#### [The task]
In the entries below, find the line with "filename apps/cli/build.rs" and the line with "let text = text.trim();". Return those two lines and all lines between them, exactly.

*** Data for the task ***

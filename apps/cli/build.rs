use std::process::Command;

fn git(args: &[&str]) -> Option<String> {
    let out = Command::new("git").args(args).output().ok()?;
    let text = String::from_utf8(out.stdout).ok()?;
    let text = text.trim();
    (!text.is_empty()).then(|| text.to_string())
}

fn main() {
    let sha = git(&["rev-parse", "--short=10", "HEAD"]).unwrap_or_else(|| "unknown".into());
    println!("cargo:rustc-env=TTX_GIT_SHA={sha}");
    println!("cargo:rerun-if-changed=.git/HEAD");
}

***
*** Data for the task ***

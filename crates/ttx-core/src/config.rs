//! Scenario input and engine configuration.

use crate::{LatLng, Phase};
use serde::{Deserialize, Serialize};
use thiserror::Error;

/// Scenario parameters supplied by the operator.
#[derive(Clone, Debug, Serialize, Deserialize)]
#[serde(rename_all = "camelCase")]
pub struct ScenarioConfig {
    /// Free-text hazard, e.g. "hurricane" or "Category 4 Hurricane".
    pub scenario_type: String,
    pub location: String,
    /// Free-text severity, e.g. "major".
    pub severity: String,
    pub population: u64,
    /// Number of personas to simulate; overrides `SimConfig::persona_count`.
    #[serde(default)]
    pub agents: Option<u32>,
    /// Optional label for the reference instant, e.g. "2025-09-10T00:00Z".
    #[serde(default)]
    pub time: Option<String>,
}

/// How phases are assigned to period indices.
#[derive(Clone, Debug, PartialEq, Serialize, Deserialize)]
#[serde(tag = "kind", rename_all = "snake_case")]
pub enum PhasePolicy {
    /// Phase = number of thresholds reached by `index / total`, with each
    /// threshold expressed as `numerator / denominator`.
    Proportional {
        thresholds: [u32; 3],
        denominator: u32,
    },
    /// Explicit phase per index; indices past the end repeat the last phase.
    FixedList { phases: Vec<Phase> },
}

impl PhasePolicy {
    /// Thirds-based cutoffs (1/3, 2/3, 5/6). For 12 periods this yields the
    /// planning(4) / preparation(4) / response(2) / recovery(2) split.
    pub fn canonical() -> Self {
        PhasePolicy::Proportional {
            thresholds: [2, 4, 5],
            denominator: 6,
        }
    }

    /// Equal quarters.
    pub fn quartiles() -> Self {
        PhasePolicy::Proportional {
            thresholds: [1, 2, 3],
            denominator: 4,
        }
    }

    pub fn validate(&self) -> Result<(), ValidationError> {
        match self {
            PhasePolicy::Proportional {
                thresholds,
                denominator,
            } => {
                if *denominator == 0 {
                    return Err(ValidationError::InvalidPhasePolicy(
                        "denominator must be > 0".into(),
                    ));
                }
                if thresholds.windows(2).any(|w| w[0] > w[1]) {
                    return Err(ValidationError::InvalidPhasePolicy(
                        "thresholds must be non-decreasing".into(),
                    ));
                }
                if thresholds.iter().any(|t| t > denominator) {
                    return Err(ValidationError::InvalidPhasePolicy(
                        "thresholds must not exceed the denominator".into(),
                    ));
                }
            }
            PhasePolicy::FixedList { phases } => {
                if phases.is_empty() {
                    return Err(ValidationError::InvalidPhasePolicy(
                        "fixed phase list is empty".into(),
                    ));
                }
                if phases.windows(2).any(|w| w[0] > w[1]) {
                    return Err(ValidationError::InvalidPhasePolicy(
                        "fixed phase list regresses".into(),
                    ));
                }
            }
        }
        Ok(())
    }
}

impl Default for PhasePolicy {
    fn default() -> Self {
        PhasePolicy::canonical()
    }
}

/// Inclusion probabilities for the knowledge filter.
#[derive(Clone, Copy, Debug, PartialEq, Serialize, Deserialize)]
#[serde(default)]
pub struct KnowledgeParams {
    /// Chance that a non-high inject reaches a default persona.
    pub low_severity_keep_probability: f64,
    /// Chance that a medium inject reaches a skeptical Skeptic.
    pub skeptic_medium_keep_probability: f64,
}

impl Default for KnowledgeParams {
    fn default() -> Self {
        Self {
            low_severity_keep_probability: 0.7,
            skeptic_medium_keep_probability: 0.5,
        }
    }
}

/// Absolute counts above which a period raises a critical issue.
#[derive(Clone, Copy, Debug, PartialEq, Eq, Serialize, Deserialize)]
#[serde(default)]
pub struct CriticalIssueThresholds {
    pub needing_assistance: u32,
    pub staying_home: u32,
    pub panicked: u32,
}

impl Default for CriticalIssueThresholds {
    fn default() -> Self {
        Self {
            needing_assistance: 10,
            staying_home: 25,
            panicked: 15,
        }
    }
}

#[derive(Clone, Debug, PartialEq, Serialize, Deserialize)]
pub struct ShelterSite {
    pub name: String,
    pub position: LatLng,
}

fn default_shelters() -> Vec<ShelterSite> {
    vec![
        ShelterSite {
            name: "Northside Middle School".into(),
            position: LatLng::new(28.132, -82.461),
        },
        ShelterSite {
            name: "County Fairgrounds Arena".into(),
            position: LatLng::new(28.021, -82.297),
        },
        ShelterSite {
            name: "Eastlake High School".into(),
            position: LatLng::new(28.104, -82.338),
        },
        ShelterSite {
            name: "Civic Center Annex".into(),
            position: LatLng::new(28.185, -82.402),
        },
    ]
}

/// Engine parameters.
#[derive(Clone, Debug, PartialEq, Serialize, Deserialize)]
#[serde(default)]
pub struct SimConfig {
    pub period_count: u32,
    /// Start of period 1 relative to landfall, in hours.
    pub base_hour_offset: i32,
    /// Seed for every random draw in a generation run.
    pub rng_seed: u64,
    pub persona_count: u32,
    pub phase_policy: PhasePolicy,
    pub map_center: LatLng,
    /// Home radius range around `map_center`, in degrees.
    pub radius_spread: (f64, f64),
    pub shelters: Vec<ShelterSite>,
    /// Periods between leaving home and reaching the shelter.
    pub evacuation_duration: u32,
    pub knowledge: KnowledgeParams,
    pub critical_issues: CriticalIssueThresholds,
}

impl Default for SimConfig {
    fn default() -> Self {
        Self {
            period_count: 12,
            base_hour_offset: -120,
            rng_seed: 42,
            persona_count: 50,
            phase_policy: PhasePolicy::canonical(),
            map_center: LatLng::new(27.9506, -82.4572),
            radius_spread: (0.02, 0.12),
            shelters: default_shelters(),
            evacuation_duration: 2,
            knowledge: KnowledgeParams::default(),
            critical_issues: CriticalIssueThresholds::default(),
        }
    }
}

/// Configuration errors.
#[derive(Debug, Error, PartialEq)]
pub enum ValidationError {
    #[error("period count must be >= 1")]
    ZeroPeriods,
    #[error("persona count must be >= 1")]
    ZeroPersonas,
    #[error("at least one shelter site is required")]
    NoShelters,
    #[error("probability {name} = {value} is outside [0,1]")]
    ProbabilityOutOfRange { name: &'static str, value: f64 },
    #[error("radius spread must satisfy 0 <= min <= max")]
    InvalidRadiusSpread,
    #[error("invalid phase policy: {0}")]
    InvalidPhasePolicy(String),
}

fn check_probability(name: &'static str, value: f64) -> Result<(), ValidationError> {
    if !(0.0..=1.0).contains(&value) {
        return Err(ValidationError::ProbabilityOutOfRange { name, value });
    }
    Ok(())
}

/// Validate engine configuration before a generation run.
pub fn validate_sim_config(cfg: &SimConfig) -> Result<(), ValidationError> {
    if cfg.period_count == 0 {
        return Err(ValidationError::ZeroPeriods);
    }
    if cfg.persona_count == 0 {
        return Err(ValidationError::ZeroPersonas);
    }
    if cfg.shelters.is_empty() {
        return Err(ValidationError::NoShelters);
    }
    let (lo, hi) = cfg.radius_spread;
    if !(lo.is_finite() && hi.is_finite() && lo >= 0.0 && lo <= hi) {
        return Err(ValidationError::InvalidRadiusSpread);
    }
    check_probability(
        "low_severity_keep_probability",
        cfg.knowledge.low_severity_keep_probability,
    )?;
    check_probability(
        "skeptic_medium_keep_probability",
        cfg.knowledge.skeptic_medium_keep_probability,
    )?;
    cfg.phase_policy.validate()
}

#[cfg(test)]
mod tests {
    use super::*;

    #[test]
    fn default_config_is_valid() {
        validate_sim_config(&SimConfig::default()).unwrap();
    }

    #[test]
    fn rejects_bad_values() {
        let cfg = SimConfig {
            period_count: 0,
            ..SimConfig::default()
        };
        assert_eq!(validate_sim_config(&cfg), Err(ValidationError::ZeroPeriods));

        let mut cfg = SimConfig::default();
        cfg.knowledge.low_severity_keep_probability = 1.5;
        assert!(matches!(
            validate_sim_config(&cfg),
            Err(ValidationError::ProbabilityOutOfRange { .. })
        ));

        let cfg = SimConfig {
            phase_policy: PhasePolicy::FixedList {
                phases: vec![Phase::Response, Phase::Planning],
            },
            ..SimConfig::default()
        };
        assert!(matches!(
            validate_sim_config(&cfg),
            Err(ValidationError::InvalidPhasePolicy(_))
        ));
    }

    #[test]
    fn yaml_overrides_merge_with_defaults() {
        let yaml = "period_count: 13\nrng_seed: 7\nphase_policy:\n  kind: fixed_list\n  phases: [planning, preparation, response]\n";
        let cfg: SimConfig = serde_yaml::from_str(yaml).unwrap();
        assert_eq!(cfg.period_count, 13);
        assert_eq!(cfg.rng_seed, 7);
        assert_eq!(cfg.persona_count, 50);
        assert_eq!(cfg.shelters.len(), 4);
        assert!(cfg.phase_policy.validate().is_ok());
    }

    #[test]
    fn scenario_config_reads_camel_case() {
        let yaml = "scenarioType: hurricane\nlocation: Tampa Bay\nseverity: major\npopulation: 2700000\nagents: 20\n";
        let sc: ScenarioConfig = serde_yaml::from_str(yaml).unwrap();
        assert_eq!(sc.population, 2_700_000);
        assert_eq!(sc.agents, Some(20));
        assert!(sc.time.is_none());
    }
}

***

#### [Response to this task]
filename apps/cli/build.rs
use std::process::Command;

fn git(args: &[&str]) -> Option<String> {
    let out = Command::new("git").args(args).output().ok()?;
    let text = String::from_utf8(out.stdout).ok()?;
    let text = text.trim();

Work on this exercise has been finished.